Mr.Narula said the age of closed systems and trying, in effect, developers into committing to a closed ecosystem were over. “We can’t succeed unless you succeed and I think Google recognises that,” he said.

Smart factories

Manufacturing is one of the most important sectors of the U.S. economy. The gross output of U.S. manufacturing industries was $6.2 trillion in 2015, about 36% of U.S. gross domestic product. But these industries have less access to the new technological advancements in the information technology sector, according to Oden Technologies, a leading industrial Internet of Things venture.
The New York-based firm is betting big on changing this and it runs its entire platform on the Google cloud platform. Using a combination of IoT — a technology where devices communicate with each other intelligently, wireless connectivity, and big data, Oden is helping manufacturers enhance production efficiency.
“We probably wouldn’t be comfortable scaling up to thousands and thousands of factories, ten and thousands of machines, all streaming data, if we didn’t know we had the infrastructure of Google to allow us to do that,” said Willem Sundblad, founder and chief executive of Oden Technologies.
For example, Google’s cloud platform provides the base for obtaining and storing data collated by Oden’s wireless devices. It captures and stores about 10 million metrics on each manufacturing line per day. This includes highly granular details, such as melt profile of the materials and measure of power moving to the machines.
The environmental insights like temperature and humidity are also obtained. This way manufacturers can find if there are weather-related impacts on their manufacturing efficiency.
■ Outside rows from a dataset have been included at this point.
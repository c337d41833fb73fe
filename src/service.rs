//! Operations surface
//!
//! Everything a front end needs, expressed per remote name. Mutating and
//! external operations report a [`CommandResult`] instead of failing, so callers
//! only ever handle errors from plain reads.

use serde::Serialize;
use std::collections::BTreeMap;
use std::path::PathBuf;
use std::sync::Arc;
use std::time::Duration;
use tokio_util::sync::CancellationToken;

use crate::boot::{BootPersistence, CrontabTable, SchedulerTable};
use crate::error::{RemoteError, Result};
use crate::mount::{MountOrchestrator, MountProbe, MountState, PlatformProfile, SystemMountProbe};
use crate::plugins::{self, PluginCatalog, PluginDescriptor, REMOTE_NAME_FIELD};
use crate::rclone::{ConfigStore, RemoteDefinition, RemoteProperties};
use crate::settings::Settings;

/// Outcome of one operation
#[derive(Debug, Clone, PartialEq, Eq, Serialize)]
pub struct CommandResult {
    pub success: bool,
    pub message: String,
    #[serde(skip_serializing_if = "Option::is_none")]
    pub latency_ms: Option<u64>,
}

impl CommandResult {
    pub fn ok(message: impl Into<String>) -> Self {
        Self {
            success: true,
            message: message.into(),
            latency_ms: None,
        }
    }

    pub fn failed(message: impl Into<String>) -> Self {
        Self {
            success: false,
            message: message.into(),
            latency_ms: None,
        }
    }
}

impl From<RemoteError> for CommandResult {
    fn from(err: RemoteError) -> Self {
        CommandResult::failed(err.to_string())
    }
}

/// One row of the remote listing
#[derive(Debug, Clone, Serialize)]
pub struct RemoteSummary {
    pub name: String,
    #[serde(rename = "type")]
    pub remote_type: String,
    pub mounted: bool,
    pub auto_mount: bool,
    pub mount_point: PathBuf,
    /// The remote's plugin is flagged as holding credentials
    pub secure: bool,
}

pub struct RemoteService {
    settings: Settings,
    orchestrator: MountOrchestrator,
    boot: BootPersistence,
    catalog: PluginCatalog,
}

impl RemoteService {
    /// Service backed by the real mount table and the user's crontab
    pub async fn new(settings: Settings) -> Self {
        let catalog = PluginCatalog::discover(&settings.plugin_dirs).await;
        Self::with_parts(
            settings,
            Arc::new(SystemMountProbe::new()),
            Arc::new(CrontabTable),
            catalog,
            PlatformProfile::current(),
        )
    }

    pub fn with_parts(
        settings: Settings,
        probe: Arc<dyn MountProbe>,
        table: Arc<dyn SchedulerTable>,
        catalog: PluginCatalog,
        profile: PlatformProfile,
    ) -> Self {
        let boot = BootPersistence::new(table, &settings.rclone_path)
            .with_config(&settings.config_path)
            .with_supported(profile.supports_scheduler);
        let orchestrator = MountOrchestrator::new(
            ConfigStore::new(&settings.config_path),
            settings.runner(),
            probe,
            &settings.mount_base,
        )
        .with_profile(profile);
        Self {
            settings,
            orchestrator,
            boot,
            catalog,
        }
    }

    pub fn settings(&self) -> &Settings {
        &self.settings
    }

    pub fn orchestrator(&self) -> &MountOrchestrator {
        &self.orchestrator
    }

    fn store(&self) -> &ConfigStore {
        self.orchestrator.store()
    }

    /// Every remote with its live mount state and auto-mount flag
    pub async fn list_remotes(&self) -> Result<Vec<RemoteSummary>> {
        let remotes = self.store().list_remotes().await?;
        let table = self.boot.current_table().await.ok();

        let mut summaries = Vec::with_capacity(remotes.len());
        for remote in remotes {
            let mount_point = self.orchestrator.mount_point_for(&remote.name);
            let mounted = self.orchestrator.mount_state(&remote.name).await == MountState::Mounted;
            let entry = self.boot.entry(&remote.name, &mount_point);
            let auto_mount = table
                .as_deref()
                .is_some_and(|t| t.lines().any(|line| entry.matches(line)));
            let secure = self
                .catalog
                .find(&remote.remote_type)
                .is_some_and(|p| p.secure);
            summaries.push(RemoteSummary {
                name: remote.name,
                remote_type: remote.remote_type,
                mounted,
                auto_mount,
                mount_point,
                secure,
            });
        }
        Ok(summaries)
    }

    pub async fn mount(&self, name: &str, cancel: &CancellationToken) -> CommandResult {
        match self
            .orchestrator
            .mount(name, cancel, self.settings.mount_timeout)
            .await
        {
            Ok(report) => CommandResult {
                success: report.success,
                message: report.message,
                latency_ms: None,
            },
            Err(e) => e.into(),
        }
    }

    pub async fn unmount(&self, name: &str, cancel: &CancellationToken) -> CommandResult {
        match self
            .orchestrator
            .unmount(name, cancel, self.settings.mount_timeout)
            .await
        {
            Ok(report) => CommandResult {
                success: report.success,
                message: report.message,
                latency_ms: None,
            },
            Err(e) => e.into(),
        }
    }

    /// Quick listing of the remote; `timeout` defaults to the configured test timeout
    pub async fn test_connection(&self, name: &str, timeout: Option<Duration>) -> CommandResult {
        let timeout = timeout.unwrap_or(self.settings.test_timeout);
        match self.orchestrator.test_connection(name, timeout).await {
            Ok(latency) => {
                let ms = u64::try_from(latency.as_millis()).unwrap_or(u64::MAX);
                CommandResult {
                    success: true,
                    message: format!("Connection to {} successful ({}ms)", name, ms),
                    latency_ms: Some(ms),
                }
            }
            Err(e) => e.into(),
        }
    }

    /// Create a remote of `plugin_name`'s type; `values["remote_name"]` names it
    pub async fn add_remote(
        &self,
        plugin_name: &str,
        values: &BTreeMap<String, String>,
    ) -> CommandResult {
        match self.try_add_remote(plugin_name, values).await {
            Ok(name) => CommandResult::ok(format!("Added remote {}", name)),
            Err(e) => e.into(),
        }
    }

    async fn try_add_remote(
        &self,
        plugin_name: &str,
        values: &BTreeMap<String, String>,
    ) -> Result<String> {
        let plugin = self.catalog.get(plugin_name)?;
        let mut definition = plugins::build_definition(plugin, values, None)?;
        if self.store().has_remote(&definition.name).await? {
            return Err(RemoteError::Validation(format!(
                "Remote '{}' already exists",
                definition.name
            )));
        }
        self.obscure_passwords(plugin, values, &mut definition).await?;
        self.store().append_remote(&definition).await?;
        Ok(definition.name)
    }

    /// Rewrite `name` from submitted values in one atomic config write.
    ///
    /// Omitted fields keep their stored values, an empty password keeps the
    /// stored password, and a different `remote_name` renames the remote.
    pub async fn edit_remote(
        &self,
        name: &str,
        plugin_name: Option<&str>,
        values: &BTreeMap<String, String>,
    ) -> CommandResult {
        match self.try_edit_remote(name, plugin_name, values).await {
            Ok(new_name) if new_name == name => CommandResult::ok(format!("Updated remote {}", name)),
            Ok(new_name) => CommandResult::ok(format!("Updated remote {} (now {})", name, new_name)),
            Err(e) => e.into(),
        }
    }

    async fn try_edit_remote(
        &self,
        name: &str,
        plugin_name: Option<&str>,
        values: &BTreeMap<String, String>,
    ) -> Result<String> {
        let existing = self.store().get_remote_properties(name).await?;
        let bare;
        let plugin = match plugin_name {
            Some(p) => self.catalog.get(p)?,
            // Backends without a plugin can still have their options edited
            None => {
                let remote_type = existing
                    .get("type")
                    .ok_or_else(|| RemoteError::RemoteNotFound(name.to_string()))?;
                match self.catalog.find(remote_type) {
                    Some(p) => p,
                    None => {
                        bare = PluginDescriptor::bare(remote_type);
                        &bare
                    }
                }
            }
        };

        let mut values = values.clone();
        values
            .entry(REMOTE_NAME_FIELD.to_string())
            .or_insert_with(|| name.to_string());

        let mut definition = plugins::build_definition(plugin, &values, Some(&existing))?;
        self.obscure_passwords(plugin, &values, &mut definition).await?;
        self.store().replace_remote(name, &definition).await?;

        if definition.name != name {
            self.move_auto_mount(name, &definition.name).await;
        }
        Ok(definition.name)
    }

    /// Remove the remote and any auto-mount entry pointing at it.
    ///
    /// A name with no section is a successful no-op.
    pub async fn delete_remote(&self, name: &str) -> CommandResult {
        match self.store().delete_remote(name).await {
            Ok(true) => {
                let mount_point = self.orchestrator.mount_point_for(name);
                if let Ok(true) = self.boot.disable(name, &mount_point).await {
                    tracing::info!("Dropped auto-mount entry of deleted remote {}", name);
                }
                CommandResult::ok(format!("Deleted remote {}", name))
            }
            Ok(false) => CommandResult::ok(format!("Remote {} is not present, nothing to delete", name)),
            Err(e) => e.into(),
        }
    }

    /// All stored key/value pairs of the remote, `type` included
    pub async fn get_remote_config(&self, name: &str) -> Result<RemoteProperties> {
        self.store().get_remote_properties(name).await
    }

    pub async fn enable_auto_mount(&self, name: &str) -> CommandResult {
        if let Err(e) = self.store().get_remote(name).await {
            return e.into();
        }
        let mount_point = self.orchestrator.mount_point_for(name);
        match self.boot.enable(name, &mount_point).await {
            Ok(true) => CommandResult::ok(format!("Enabled auto-mount for {}", name)),
            Ok(false) => CommandResult::ok(format!("{} is already enabled for auto-mount", name)),
            Err(e) => e.into(),
        }
    }

    pub async fn disable_auto_mount(&self, name: &str) -> CommandResult {
        let mount_point = self.orchestrator.mount_point_for(name);
        match self.boot.disable(name, &mount_point).await {
            Ok(true) => CommandResult::ok(format!("Disabled auto-mount for {}", name)),
            Ok(false) => CommandResult::ok(format!("{} is not enabled for auto-mount", name)),
            Err(e) => e.into(),
        }
    }

    pub async fn auto_mount_status(&self, name: &str) -> Result<bool> {
        let mount_point = self.orchestrator.mount_point_for(name);
        self.boot.is_enabled(name, &mount_point).await
    }

    pub fn plugins(&self) -> &[PluginDescriptor] {
        self.catalog.plugins()
    }

    pub async fn rclone_installed(&self) -> bool {
        self.orchestrator.runner().is_installed().await
    }

    async fn obscure_passwords(
        &self,
        plugin: &PluginDescriptor,
        values: &BTreeMap<String, String>,
        definition: &mut RemoteDefinition,
    ) -> Result<()> {
        for key in plugins::fields_to_obscure(plugin, values) {
            let Some(plain) = definition.properties.get(&key).map(str::to_string) else {
                continue;
            };
            let obscured = self.orchestrator.runner().obscure(&plain).await?;
            definition.properties.insert(key, obscured);
        }
        Ok(())
    }

    /// Keep an auto-mount entry attached to a renamed remote
    async fn move_auto_mount(&self, old_name: &str, new_name: &str) {
        let old_point = self.orchestrator.mount_point_for(old_name);
        if !matches!(self.boot.is_enabled(old_name, &old_point).await, Ok(true)) {
            return;
        }
        let new_point = self.orchestrator.mount_point_for(new_name);
        let moved = async {
            self.boot.disable(old_name, &old_point).await?;
            self.boot.enable(new_name, &new_point).await
        };
        if let Err(e) = moved.await {
            tracing::warn!(
                "Could not move auto-mount entry from {} to {}: {}",
                old_name,
                new_name,
                e
            );
        }
    }
}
In March, Mountain View, California-based Google also acquired Kaggle, a community platform for data scientists. The Kaggle community has used machine learning to grade high school essays, diagnose heart failure and increase the discovery significance of the Higgs-Boson, an elementary particle in the Standard Model of particle physics.

Making Google Cloud technology available to its community will allow it to offer access to powerful infrastructure and the capability to store and query large data sets. “We are going to enable our community to do far more powerful things,” said Anthony Goldbloom, chief executive of Kaggle.